Sex Offenders Act 2006



Sex Offender Prevention Order (SOPO)

Part 1 of the Act introduced Sexual Offences Prevention Orders (SOPO’s), which are intended to protect the public from risks posed by sex offenders and prohibits the defendant from doing anything described in the Order. An Order has effect for a fixed period (not less than 5 years) specified in the Order or until a further Order is made. An Interim Order can also be applied for.

A SOPO can either be made:

  • By a court when it deals with the defendant following a conviction for an offence listed in Schedule 1 of the CJA 2001 or a finding that the person is guilty of such an offence by reason of insanity or they are under a disability but have done the Act charged in respect of the offence;
  • On application made to the magistrates court by a chief officer of police;
  • In both cases, the court must be satisfied that an Order is necessary to protect the public or any particular members of the public from serious sexual harm;
  • An Order can be applied for if an offender is believed to be in or intending to come to the Island;
  • Where there are uncertainties as to whether an Order applies or whether one should be sought the Detective Inspector responsible for Multi-Agency Public Protection should be contacted.


Risk of Sexual Harm Order (ROSHO)

Part 2 of the Act – Risk of Sexual Harm Order (ROSHO). Similar to SOPO the aim of this Order is to restrict the activities of those involved in grooming children for sexual activity and protecting children generally from harm.

A previous conviction, caution etc for a sexual offence is NOT a prerequisite in applying for a ROSHO. An Interim Order can be applied for.

The High Court may make an Order under this section in respect of a person if the Court is satisfied that a person has on at least two occasions done an act of:

  • Engaging in sexual activity involving a child or in the presence of a child;
  • Causing or inciting a child to watch a person engaging in sexual activity or to look at a moving or still image that is sexual;
  • Giving a child anything that relates to sexual activity or contains a reference to such activity;
  • Communicating with a child, where any part of the communication is sexual;
  • Such other act as may be prescribed by order made by the Department of Home Affairs.
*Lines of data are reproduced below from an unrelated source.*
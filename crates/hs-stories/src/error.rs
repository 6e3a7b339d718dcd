//! Top-level error type.

use std::fmt;
use std::io;

use crate::collection::CollectionError;

/// Errors that stop the application from starting or running.
#[derive(Debug)]
pub enum Error {
    /// Terminal I/O failure.
    Io(io::Error),
    /// Invalid bootstrap data.
    Collection(CollectionError),
}

impl fmt::Display for Error {
    fn fmt(&self, f: &mut fmt::Formatter<'_>) -> fmt::Result {
        match self {
            Self::Io(e) => write!(f, "I/O error: {e}"),
            Self::Collection(e) => write!(f, "invalid story data: {e}"),
        }
    }
}

impl std::error::Error for Error {
    fn source(&self) -> Option<&(dyn std::error::Error + 'static)> {
        match self {
            Self::Io(e) => Some(e),
            Self::Collection(e) => Some(e),
        }
    }
}

impl From<io::Error> for Error {
    fn from(e: io::Error) -> Self {
        Self::Io(e)
    }
}

impl From<CollectionError> for Error {
    fn from(e: CollectionError) -> Self {
        Self::Collection(e)
    }
}

/// Standard result type for Hacker Stories.
pub type Result<T> = std::result::Result<T, Error>;

#[cfg(test)]
mod tests {
    use super::*;
    use crate::record::StoryId;
    use std::error::Error as _;

    #[test]
    fn wraps_sources() {
        let err: Error = CollectionError::DuplicateId(StoryId(1)).into();
        assert_eq!(err.to_string(), "invalid story data: duplicate story id #1");
        assert!(err.source().is_some());

        let err: Error = io::Error::other("tty gone").into();
        assert!(err.to_string().contains("tty gone"));
    }
}
//! Stories and settings the app starts with.

use crate::record::Record;

/// Storage key for the last search term.
pub const SEARCH_KEY: &str = "search";

/// Search term used when nothing is stored.
pub const DEFAULT_SEARCH_TERM: &str = "React";

/// Application name; names the state directory.
pub const APP_NAME: &str = "hacker-stories";

/// The bundled story list.
pub fn initial_stories() -> Vec<Record> {
    vec![
        Record::new(0, "React")
            .with_url("https://reactjs.org/")
            .with_author("Jordan Walke")
            .with_comment_count(3)
            .with_score(4),
        Record::new(1, "Redux")
            .with_url("https://redux.js.org/")
            .with_author("Dan Abramov, Andrew Clark")
            .with_comment_count(2)
            .with_score(5),
    ]
}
A Risk of Sexual Harm Order has effect for a fixed period (not more than 2 years) specified in the Order or until a further Order is made. Breach of a ROSHO incurs the same penalties as a SOPO.

Where there are uncertainties as to whether an Order applies or whether one should be sought the Detective Inspector responsible for Multi-Agency Public Protection should be contacted.



Criminal Justice Act 2001

  • The notification period for a caution is five years: This is likely to be amended to 2 years by the Criminal Justice Bill 2010;
  • Offenders will have to notify any address at which they reside for 14 days or more, whether that is 14 days consecutive or 14 days within any 12 month period;
  • In the UK all notifications will have to be made in person and the Police may take fingerprints and photographs at initial notification, whenever an offender notifies any changes to his details and at periodic notification. This is not currently applicable in the Isle of Man;
  • Offenders will have to notify their National Insurance numbers at initial notification.